- _Extracted entries_:

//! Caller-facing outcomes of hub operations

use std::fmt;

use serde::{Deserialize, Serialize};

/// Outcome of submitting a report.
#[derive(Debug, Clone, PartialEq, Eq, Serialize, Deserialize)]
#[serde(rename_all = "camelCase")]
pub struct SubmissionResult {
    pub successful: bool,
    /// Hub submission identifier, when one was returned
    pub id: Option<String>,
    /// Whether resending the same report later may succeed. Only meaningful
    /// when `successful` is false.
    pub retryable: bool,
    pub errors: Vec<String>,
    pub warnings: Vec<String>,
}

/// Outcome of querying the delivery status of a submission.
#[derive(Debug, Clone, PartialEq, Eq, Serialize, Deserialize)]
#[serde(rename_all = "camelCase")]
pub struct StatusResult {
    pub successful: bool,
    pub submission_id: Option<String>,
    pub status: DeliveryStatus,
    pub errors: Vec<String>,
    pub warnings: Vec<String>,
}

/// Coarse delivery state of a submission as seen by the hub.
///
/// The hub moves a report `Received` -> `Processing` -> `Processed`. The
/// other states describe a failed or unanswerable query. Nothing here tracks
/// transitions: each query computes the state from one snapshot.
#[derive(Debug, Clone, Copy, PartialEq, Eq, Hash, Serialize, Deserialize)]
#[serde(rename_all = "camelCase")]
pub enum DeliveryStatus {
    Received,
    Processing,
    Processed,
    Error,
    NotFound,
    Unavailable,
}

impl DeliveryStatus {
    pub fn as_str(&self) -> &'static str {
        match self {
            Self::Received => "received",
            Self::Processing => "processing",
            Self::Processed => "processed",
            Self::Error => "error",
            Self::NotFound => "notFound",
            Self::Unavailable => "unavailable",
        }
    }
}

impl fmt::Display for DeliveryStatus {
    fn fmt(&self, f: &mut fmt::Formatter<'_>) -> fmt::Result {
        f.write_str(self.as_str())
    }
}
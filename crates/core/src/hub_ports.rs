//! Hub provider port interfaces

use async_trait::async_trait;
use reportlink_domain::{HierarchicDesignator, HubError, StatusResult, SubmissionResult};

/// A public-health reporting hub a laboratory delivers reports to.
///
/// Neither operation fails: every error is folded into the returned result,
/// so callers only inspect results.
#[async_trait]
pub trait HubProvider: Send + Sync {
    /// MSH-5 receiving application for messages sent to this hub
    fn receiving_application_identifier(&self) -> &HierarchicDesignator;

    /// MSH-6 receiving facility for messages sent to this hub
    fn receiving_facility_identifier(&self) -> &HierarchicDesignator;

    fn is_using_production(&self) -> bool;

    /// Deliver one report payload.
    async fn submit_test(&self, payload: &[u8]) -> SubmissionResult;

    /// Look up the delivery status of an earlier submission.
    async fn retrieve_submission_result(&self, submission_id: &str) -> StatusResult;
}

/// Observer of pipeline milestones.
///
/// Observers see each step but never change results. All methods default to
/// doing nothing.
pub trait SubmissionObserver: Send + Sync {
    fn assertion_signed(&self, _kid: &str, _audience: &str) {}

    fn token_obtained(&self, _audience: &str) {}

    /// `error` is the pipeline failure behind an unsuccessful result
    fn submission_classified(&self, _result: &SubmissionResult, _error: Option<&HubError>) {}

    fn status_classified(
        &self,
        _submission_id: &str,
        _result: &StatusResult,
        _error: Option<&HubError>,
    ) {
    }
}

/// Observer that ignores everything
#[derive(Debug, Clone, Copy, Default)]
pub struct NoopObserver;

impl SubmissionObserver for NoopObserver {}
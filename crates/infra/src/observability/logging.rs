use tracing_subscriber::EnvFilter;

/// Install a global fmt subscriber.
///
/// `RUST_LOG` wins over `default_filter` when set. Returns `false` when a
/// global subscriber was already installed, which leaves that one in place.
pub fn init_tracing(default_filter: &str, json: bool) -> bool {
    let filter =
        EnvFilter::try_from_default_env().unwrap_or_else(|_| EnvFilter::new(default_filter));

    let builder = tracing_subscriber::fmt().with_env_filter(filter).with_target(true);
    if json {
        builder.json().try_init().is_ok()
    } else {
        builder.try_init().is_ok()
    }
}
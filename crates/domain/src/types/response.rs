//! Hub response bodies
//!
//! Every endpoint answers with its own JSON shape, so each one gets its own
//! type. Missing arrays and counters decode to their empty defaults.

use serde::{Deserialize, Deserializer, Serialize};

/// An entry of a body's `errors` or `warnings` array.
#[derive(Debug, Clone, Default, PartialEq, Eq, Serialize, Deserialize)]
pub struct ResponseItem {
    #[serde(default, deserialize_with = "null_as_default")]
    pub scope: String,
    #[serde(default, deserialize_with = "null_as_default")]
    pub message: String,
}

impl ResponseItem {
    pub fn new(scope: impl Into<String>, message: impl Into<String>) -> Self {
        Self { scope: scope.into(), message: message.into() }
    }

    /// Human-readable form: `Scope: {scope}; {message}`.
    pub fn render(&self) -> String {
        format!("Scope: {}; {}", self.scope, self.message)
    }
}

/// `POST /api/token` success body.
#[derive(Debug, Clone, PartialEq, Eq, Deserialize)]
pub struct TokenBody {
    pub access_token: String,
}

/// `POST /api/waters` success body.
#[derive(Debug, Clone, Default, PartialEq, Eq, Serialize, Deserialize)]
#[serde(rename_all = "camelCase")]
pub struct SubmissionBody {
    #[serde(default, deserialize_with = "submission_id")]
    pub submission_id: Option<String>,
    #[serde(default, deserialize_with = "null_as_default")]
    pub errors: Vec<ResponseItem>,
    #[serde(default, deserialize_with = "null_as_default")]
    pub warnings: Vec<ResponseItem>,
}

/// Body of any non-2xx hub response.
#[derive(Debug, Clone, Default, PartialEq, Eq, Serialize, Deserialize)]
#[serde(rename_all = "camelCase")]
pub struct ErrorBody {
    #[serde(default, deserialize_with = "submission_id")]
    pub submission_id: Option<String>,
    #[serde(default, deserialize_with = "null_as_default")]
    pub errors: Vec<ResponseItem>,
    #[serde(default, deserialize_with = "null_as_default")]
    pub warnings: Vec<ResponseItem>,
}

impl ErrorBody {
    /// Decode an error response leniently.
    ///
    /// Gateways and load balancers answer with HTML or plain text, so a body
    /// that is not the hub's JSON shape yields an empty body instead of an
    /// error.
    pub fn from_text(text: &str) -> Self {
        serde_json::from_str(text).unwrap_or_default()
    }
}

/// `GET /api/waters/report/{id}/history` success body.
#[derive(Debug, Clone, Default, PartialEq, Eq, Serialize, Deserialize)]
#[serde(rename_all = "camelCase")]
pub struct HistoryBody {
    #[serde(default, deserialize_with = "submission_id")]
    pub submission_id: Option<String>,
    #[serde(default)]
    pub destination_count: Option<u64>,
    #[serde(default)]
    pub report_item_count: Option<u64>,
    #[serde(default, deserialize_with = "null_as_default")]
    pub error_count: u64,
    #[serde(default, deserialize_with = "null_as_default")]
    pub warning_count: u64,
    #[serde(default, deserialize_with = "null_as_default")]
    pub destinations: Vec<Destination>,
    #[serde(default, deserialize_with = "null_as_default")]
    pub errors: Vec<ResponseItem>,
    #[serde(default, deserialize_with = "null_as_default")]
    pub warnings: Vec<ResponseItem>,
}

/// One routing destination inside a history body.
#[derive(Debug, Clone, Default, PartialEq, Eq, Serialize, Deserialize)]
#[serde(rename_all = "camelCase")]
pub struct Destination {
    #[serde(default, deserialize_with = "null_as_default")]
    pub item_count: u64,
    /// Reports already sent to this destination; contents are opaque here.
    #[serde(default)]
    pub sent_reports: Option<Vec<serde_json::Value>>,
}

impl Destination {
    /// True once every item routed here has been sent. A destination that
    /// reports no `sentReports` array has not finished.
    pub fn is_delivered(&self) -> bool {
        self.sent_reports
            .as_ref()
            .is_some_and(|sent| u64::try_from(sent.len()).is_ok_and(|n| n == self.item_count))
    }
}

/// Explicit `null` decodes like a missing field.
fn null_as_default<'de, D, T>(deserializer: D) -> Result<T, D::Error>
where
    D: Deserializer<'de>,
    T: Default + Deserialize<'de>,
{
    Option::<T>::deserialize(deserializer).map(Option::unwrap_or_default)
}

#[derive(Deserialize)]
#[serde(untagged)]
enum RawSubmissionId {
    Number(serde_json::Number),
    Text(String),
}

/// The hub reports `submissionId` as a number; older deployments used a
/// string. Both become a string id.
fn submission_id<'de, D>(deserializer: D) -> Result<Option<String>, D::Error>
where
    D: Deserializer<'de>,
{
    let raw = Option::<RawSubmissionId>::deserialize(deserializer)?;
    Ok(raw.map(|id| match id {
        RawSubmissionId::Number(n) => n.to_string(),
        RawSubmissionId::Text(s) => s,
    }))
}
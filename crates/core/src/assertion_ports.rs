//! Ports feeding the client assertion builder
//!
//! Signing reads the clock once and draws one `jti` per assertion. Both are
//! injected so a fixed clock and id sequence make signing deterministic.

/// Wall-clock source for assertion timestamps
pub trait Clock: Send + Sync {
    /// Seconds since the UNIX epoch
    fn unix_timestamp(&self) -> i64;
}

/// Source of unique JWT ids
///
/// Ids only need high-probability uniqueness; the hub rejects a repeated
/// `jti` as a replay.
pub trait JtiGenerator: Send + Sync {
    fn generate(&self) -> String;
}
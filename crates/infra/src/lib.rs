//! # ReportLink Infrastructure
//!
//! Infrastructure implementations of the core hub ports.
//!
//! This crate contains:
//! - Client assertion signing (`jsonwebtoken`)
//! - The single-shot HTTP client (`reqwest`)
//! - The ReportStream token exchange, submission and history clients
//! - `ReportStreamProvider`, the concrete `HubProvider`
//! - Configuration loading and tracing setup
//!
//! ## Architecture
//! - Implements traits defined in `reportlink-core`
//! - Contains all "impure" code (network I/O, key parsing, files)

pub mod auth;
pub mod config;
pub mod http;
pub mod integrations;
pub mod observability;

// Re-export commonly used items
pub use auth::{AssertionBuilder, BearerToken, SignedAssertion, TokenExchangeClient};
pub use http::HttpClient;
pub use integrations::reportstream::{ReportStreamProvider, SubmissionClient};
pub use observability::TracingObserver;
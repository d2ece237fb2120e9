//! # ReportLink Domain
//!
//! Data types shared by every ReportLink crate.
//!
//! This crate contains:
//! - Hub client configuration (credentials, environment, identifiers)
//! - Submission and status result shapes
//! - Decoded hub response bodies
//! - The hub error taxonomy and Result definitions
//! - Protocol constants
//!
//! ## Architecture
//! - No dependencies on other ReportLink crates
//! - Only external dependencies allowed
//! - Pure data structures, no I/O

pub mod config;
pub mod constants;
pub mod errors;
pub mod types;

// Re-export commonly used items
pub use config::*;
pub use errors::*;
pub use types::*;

- _Exercise aim_:
Which lines in the records contain the word "bool"? Copy each one.

- _Exercise result_:
    pub successful: bool,
    pub retryable: bool,
    pub successful: bool,
    fn is_using_production(&self) -> bool;
pub fn init_tracing(default_filter: &str, json: bool) -> bool {
    pub fn is_delivered(&self) -> bool {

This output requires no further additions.